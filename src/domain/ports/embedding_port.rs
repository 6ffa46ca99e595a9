/// Turns text into fixed-length vectors.
///
/// `embed_documents` must return exactly one vector per input, in input order.
#[async_trait::async_trait]
pub trait Embedder: Send + Sync {
    async fn embed_documents(&self, texts: &[String]) -> Result<Vec<Vec<f32>>, String>;
    async fn embed_query(&self, text: &str) -> Result<Vec<f32>, String>;

    /// Output dimension when known without a network call.
    fn dimension(&self) -> Option<usize> {
        None
    }
}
________
- Exercise brief: Reprint every entry exactly.

- Exercise result:
filename src/domain/ports/embedding_port.rs
repository 6ffa46ca99e595a9
/// Turns text into fixed-length vectors.
///
/// `embed_documents` must return exactly one vector per input, in input order.
#[async_trait::async_trait]
pub trait Embedder: Send + Sync {
    async fn embed_documents(&self, texts: &[String]) -> Result<Vec<Vec<f32>>, String>;
    async fn embed_query(&self, text: &str) -> Result<Vec<f32>, String>;

    /// Output dimension when known without a network call.
    fn dimension(&self) -> Option<usize> {
        None
    }
}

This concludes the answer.